Worse still, Bell has been reselling the capacity to provide ADSL service to smaller ISPs without letting the services know that the bandwidth is throttled for certain applications. One of those smaller ISPs, Teksavvy, said: “We are not throttling anything and as far as I am aware will never throttle anyone. We don't believe in it.”– so the idea that Bell will leave them with no choice in the matter is a little worrisome. There isn’t much choice in the matter – the only other big broadband provider in Canada is Rogers Cable, which also throttles traffic.
There are arguments that “net neutrality” will be solved by the forces of the free market – that is, if one ISP throttles, they can go to their competitors. The problem is that, in this case, this is exactly what savvy customers were doing by moving from larger companies, like Bell and Rogers, to smaller companies like Teksavvy. From the consumer, it’s reducing their choice. For the small ISP, it’s could be considered downright anticompetitive, and the Canadian Association of Internet Providers applied for relief before the Canadian Radio-television and Telecommunications Commission that would require Bell Canada to cease and desist.
We contacted Rocky Gaudrault, CEO of Teksavvy Solutions, but because this was now a legal matter, he explained that he was unable to comment.
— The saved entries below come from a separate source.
//! Session context: the one record a workflow run operates on
//!
//! The orchestrator owns the only [`SessionContext`] of a run and passes it by
//! reference to the controllers. The phase is changed exclusively through the
//! phase machine (`crate::machine::apply`); everything else is per-run data that
//! the controllers fold responses into.

use super::phase::Phase;
use crate::controllers::scoping::ScopingInsight;
use chrono::{DateTime, Utc};
use serde::Serialize;
use std::fmt;
use thiserror::Error;

#[derive(Debug, Clone, PartialEq, Eq, Error)]
pub enum ContextError {
    #[error("Invalid session id {0:?}: must be non-empty without whitespace or '/'")]
    InvalidSessionId(String),

    #[error("All {capacity} answers are already recorded")]
    AnswersFull { capacity: usize },

    #[error("{0} is already stored for this run")]
    ArtifactAlreadySet(&'static str),
}

/// Opaque session identifier, also used as a URL path segment
#[derive(Debug, Clone, PartialEq, Eq, Hash, Serialize)]
#[serde(transparent)]
pub struct SessionId(String);

impl SessionId {
    pub fn new(id: impl Into<String>) -> Result<Self, ContextError> {
        let id = id.into();
        if id.is_empty() || id.contains('/') || id.chars().any(char::is_whitespace) {
            return Err(ContextError::InvalidSessionId(id));
        }
        Ok(Self(id))
    }

    /// Random v4 UUID, the same shape the server hands out to browser sessions
    pub fn generate() -> Self {
        Self(uuid::Uuid::new_v4().to_string())
    }

    pub fn as_str(&self) -> &str {
        &self.0
    }
}

impl fmt::Display for SessionId {
    fn fmt(&self, f: &mut fmt::Formatter<'_>) -> fmt::Result {
        f.write_str(&self.0)
    }
}

#[derive(Debug, Clone, PartialEq, Eq, Serialize)]
pub struct Answer {
    pub question_id: String,
    pub text: String,
}

impl Answer {
    pub fn new(question_id: impl Into<String>, text: impl Into<String>) -> Self {
        Self {
            question_id: question_id.into(),
            text: text.into(),
        }
    }
}

/// Latest `progress` event received while processing
#[derive(Debug, Clone, PartialEq, Eq, Serialize)]
pub struct ProgressState {
    pub step: String,
    pub percent: u8,
}

/// Metadata sent along with the uploaded file
#[derive(Debug, Clone, Default, PartialEq, Eq, Serialize)]
pub struct UploadMetadata {
    pub file_name: String,
    pub business_title: String,
    pub author_name: String,
    pub additional_notes: String,
}

#[derive(Debug, Clone)]
pub struct SessionContext {
    session_id: SessionId,
    phase: Phase,
    answers: Vec<Answer>,
    answer_capacity: usize,
    video_analysis: Option<String>,
    generated_document: Option<String>,
    progress: Option<ProgressState>,
    scoping: Option<ScopingInsight>,
    metadata: Option<UploadMetadata>,
    created_at: DateTime<Utc>,
    updated_at: DateTime<Utc>,
}

impl SessionContext {
    /// Creates a context in `Welcome` that accepts at most `answer_capacity` answers
    pub fn new(session_id: SessionId, answer_capacity: usize) -> Self {
        let now = Utc::now();
        Self {
            session_id,
            phase: Phase::Welcome,
            answers: Vec::with_capacity(answer_capacity),
            answer_capacity,
            video_analysis: None,
            generated_document: None,
            progress: None,
            scoping: None,
            metadata: None,
            created_at: now,
            updated_at: now,
        }
    }

    pub fn session_id(&self) -> &SessionId {
        &self.session_id
    }

    pub fn phase(&self) -> Phase {
        self.phase
    }

    /// Only the phase machine calls this.
    pub(crate) fn set_phase(&mut self, phase: Phase) {
        self.phase = phase;
        self.touch();
    }

    pub fn answers(&self) -> &[Answer] {
        &self.answers
    }

    pub fn answer_capacity(&self) -> usize {
        self.answer_capacity
    }

    pub fn push_answer(&mut self, answer: Answer) -> Result<(), ContextError> {
        if self.answers.len() >= self.answer_capacity {
            return Err(ContextError::AnswersFull {
                capacity: self.answer_capacity,
            });
        }
        self.answers.push(answer);
        self.touch();
        Ok(())
    }

    pub fn pop_answer(&mut self) -> Option<Answer> {
        let answer = self.answers.pop();
        self.touch();
        answer
    }

    pub fn clear_answers(&mut self) {
        self.answers.clear();
        self.touch();
    }

    pub fn video_analysis(&self) -> Option<&str> {
        self.video_analysis.as_deref()
    }

    pub fn store_video_analysis(&mut self, analysis: String) -> Result<(), ContextError> {
        if self.video_analysis.is_some() {
            return Err(ContextError::ArtifactAlreadySet("video analysis"));
        }
        self.video_analysis = Some(analysis);
        self.touch();
        Ok(())
    }

    pub fn generated_document(&self) -> Option<&str> {
        self.generated_document.as_deref()
    }

    pub fn store_generated_document(&mut self, document: String) -> Result<(), ContextError> {
        if self.generated_document.is_some() {
            return Err(ContextError::ArtifactAlreadySet("generated document"));
        }
        self.generated_document = Some(document);
        self.touch();
        Ok(())
    }

    pub fn progress(&self) -> Option<&ProgressState> {
        self.progress.as_ref()
    }

    pub fn set_progress(&mut self, step: impl Into<String>, percent: u8) {
        self.progress = Some(ProgressState {
            step: step.into(),
            percent: percent.min(100),
        });
        self.touch();
    }

    pub fn clear_progress(&mut self) {
        self.progress = None;
        self.touch();
    }

    pub fn scoping(&self) -> Option<&ScopingInsight> {
        self.scoping.as_ref()
    }

    pub fn set_scoping(&mut self, insight: ScopingInsight) {
        self.scoping = Some(insight);
        self.touch();
    }

    pub fn metadata(&self) -> Option<&UploadMetadata> {
        self.metadata.as_ref()
    }

    pub fn set_metadata(&mut self, metadata: UploadMetadata) {
        self.metadata = Some(metadata);
        self.touch();
    }

    pub fn created_at(&self) -> DateTime<Utc> {
        self.created_at
    }

    pub fn updated_at(&self) -> DateTime<Utc> {
        self.updated_at
    }

    /// Drops all per-run data. Identity and phase are untouched.
    pub fn reset(&mut self) {
        self.answers.clear();
        self.video_analysis = None;
        self.generated_document = None;
        self.progress = None;
        self.scoping = None;
        self.metadata = None;
        self.touch();
    }

    pub fn summary(&self) -> SessionSummary {
        SessionSummary {
            session_id: self.session_id.clone(),
            phase: self.phase,
            metadata: self.metadata.clone(),
            answers: self.answers.clone(),
            scoping: self.scoping.clone(),
            video_analysis: self.video_analysis.clone(),
            generated_document: self.generated_document.clone(),
            created_at: self.created_at,
            updated_at: self.updated_at,
        }
    }

    fn touch(&mut self) {
        self.updated_at = Utc::now();
    }
}

/// Serializable snapshot of a session, used for CLI output
#[derive(Debug, Clone, Serialize)]
pub struct SessionSummary {
    pub session_id: SessionId,
    pub phase: Phase,
    #[serde(skip_serializing_if = "Option::is_none")]
    pub metadata: Option<UploadMetadata>,
    pub answers: Vec<Answer>,
    #[serde(skip_serializing_if = "Option::is_none")]
    pub scoping: Option<ScopingInsight>,
    #[serde(skip_serializing_if = "Option::is_none")]
    pub video_analysis: Option<String>,
    #[serde(skip_serializing_if = "Option::is_none")]
    pub generated_document: Option<String>,
    pub created_at: DateTime<Utc>,
    pub updated_at: DateTime<Utc>,
}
It was clear that he is passionate about the issue, but Teksavvy’s staff keeps him from speaking out by supplying him with timbits and beer to keep his mouth and hands busy.
Particularly interesting is this comment by a Slashdotter – both Bell and Teksavvy charge on a “tiered and metered” basis – which pretty much cuts through the false choice between deep packet inspection and metered bandwidth; Bell has both. (One profanity-laden post implied that the only reason that Bell Canada did this was to coldly eliminate the most compelling competitive advantage that smaller ISPs had – Bell had throttled traffic, small ISPs didn’t.)
The upshot is that network neutrality concerns have been brought to Canada’s Parliament during Question Time. (link via Prof. Michael Geist at the University of Ottowa, who we hope to have an interview with on Monday.) It’s unsurprising because these matters do not just affect consumers but large enterprises as well - an unannounced and sudden change in the QoS policies of the backbone provider is exactly the type of thing that can foul up capacity planning, VoIP switchover, teleconferencing, etc. Especially worrisome are those technology companies who rely on some form or another of P2P traffic to help cut their bandwidth costs.
Deep packet inspection is a powerful tool, and used in the right hands, in the right way, it can help make QoS planning easier, can help streamline business critical applications, can provide overall better end-user response times, and may indeed be a great technological boon.
But we can’t see any benefit in this case for throttling the traffic of resold bandwidth, and for not disclosing the changes in advance. If businesses that control backbone traffic want to avoid governmental regulation, they need to show that they can be responsible with the power they have and use it in a manner which is neither anti-competitive nor deceptive to wholesale resellers and end-user customers.